Supprimer le Tinder pour l’épanouissement personnel – The Varsity

Ce verrouillage a été extrêmement dur pour tout le monde. Personnellement, la rigidité de la réglementation à Toronto a éveillé en moi des sentiments différents. Après que la nouveauté du premier confinement se soit dissipée – café fouetté et beuveries sans fin sur Netflix – je me suis sentie plus seule que d’habitude.

Alors que j’étais entourée de ma famille aimante, j’avais envie des rires amicaux et taquins de mes amis du lycée. J’étais également isolée des sphères sociales de mon travail et de l’université de Toronto. Étant coincée dans ma chambre et confinée par les quatre murs de ma maison, j’étais avide de contacts sociaux.

Malgré les innombrables sessions FaceTime, j’ai fini par télécharger Tinder – et d’autres applications de rencontre – pour trouver un peu d’excitation dans la confortable routine de mes journées à la maison. En raison de l’augmentation du temps passé en isolement, j’ai commencé à brouiller les lignes entre relation et amitié. En d’autres termes, je vérifiais de manière obsessionnelle s’il y avait une “correspondance”.

Alors que j’abusais de l’informatique et que j’imaginais de nombreuses possibilités romantiques, je me suis rendu compte que ces habitudes addictives me plaçaient parfois dans un état d’esprit toxique – faire défiler des applications de rencontres devenait une distraction dévorante.

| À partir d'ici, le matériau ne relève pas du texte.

//! Line-oriented parsing of ownership manifests.
//!
//! Each non-blank, non-comment line is `<pattern> <owner>...`, where the
//! owner list may be empty (an explicitly unowned pattern). `#` starts a
//! comment, either on its own line or trailing a rule. Parsing stops at the
//! first malformed line: an incomplete ownership model is worse than none,
//! so no partial rule list is ever returned.

use thiserror::Error;

use crate::ruleset::Owner;

/// A single manifest line: the raw pattern and the owners assigned to it.
#[derive(Debug, Clone, PartialEq, Eq)]
pub struct Rule {
    pub pattern: String,
    pub owners: Vec<Owner>,
    /// 1-based manifest line this rule was parsed from.
    pub line_number: usize,
}

/// A malformed manifest line, with its 1-based line number.
#[derive(Debug, Clone, PartialEq, Eq, Error)]
pub enum ParseError {
    #[error("line {line}: expected pattern")]
    ExpectedPattern { line: usize },
    #[error("line {line}: invalid owner `{token}`")]
    InvalidOwner { line: usize, token: String },
}

impl ParseError {
    pub fn line(&self) -> usize {
        match self {
            ParseError::ExpectedPattern { line } => *line,
            ParseError::InvalidOwner { line, .. } => *line,
        }
    }
}

/// Parse a manifest, preserving rule order. Fails on the first malformed
/// line.
pub fn parse(source: &str) -> Result<Vec<Rule>, ParseError> {
    let mut rules = Vec::new();
    for (idx, line) in source.lines().enumerate() {
        let line_number = idx + 1;
        let line = line.trim();
        if line.is_empty() || line.starts_with('#') {
            continue;
        }
        rules.push(parse_rule(line, line_number)?);
    }
    Ok(rules)
}

fn parse_rule(line: &str, line_number: usize) -> Result<Rule, ParseError> {
    let (pattern, rest) = split_pattern(line);
    if pattern.is_empty() {
        return Err(ParseError::ExpectedPattern { line: line_number });
    }

    // Everything after an unescaped `#` is a trailing comment.
    let rest = match rest.find('#') {
        Some(pos) => &rest[..pos],
        None => rest,
    };

    let mut owners = Vec::new();
    for token in rest.split_whitespace() {
        let owner = Owner::try_from(token).map_err(|_| ParseError::InvalidOwner {
            line: line_number,
            token: token.to_owned(),
        })?;
        owners.push(owner);
    }

    Ok(Rule {
        pattern,
        owners,
        line_number,
    })
}

// The pattern runs until the first unescaped whitespace or `#`. A backslash
// escapes a space or tab into the pattern; other escape pairs are kept
// verbatim for the matcher to interpret.
fn split_pattern(line: &str) -> (String, &str) {
    let mut pattern = String::new();
    let mut chars = line.char_indices();
    while let Some((idx, c)) = chars.next() {
        match c {
            '\\' => match chars.next() {
                Some((_, ' ')) => pattern.push(' '),
                Some((_, '\t')) => pattern.push('\t'),
                Some((_, escaped)) => {
                    pattern.push('\\');
                    pattern.push(escaped);
                }
                None => pattern.push('\\'),
            },
            ' ' | '\t' | '#' => return (pattern, &line[idx..]),
            _ => pattern.push(c),
        }
    }
    (pattern, "")
}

Finalement, j’ai supprimé l’application. En tant que personne qui a tendance à trop romancer les choses, cela m’a permis d’éviter un travail émotionnel inutile. Étrangement, pour la première fois dans ce qui m’a semblé être une éternité, j’ai enfin trouvé plus de temps pour être seul avec mes pensées – pas nécessairement dans un mauvais sens. En général, les distractions du travail et des trajets domicile-travail me servaient de bonnes excuses pour ignorer mon individualité, ma personnalité.

J’ai réalisé que s’il y a un bon moment pour être célibataire, c’est probablement maintenant. Nous sommes dans un enfermement qui semble interminable, ce qui nous donne le temps de nous développer plutôt que de rêver à un potentiel “quelqu’un”. La mentalité figée de vouloir être dans une relation a occulté l’importance de ma propre individualité et de mon épanouissement personnel.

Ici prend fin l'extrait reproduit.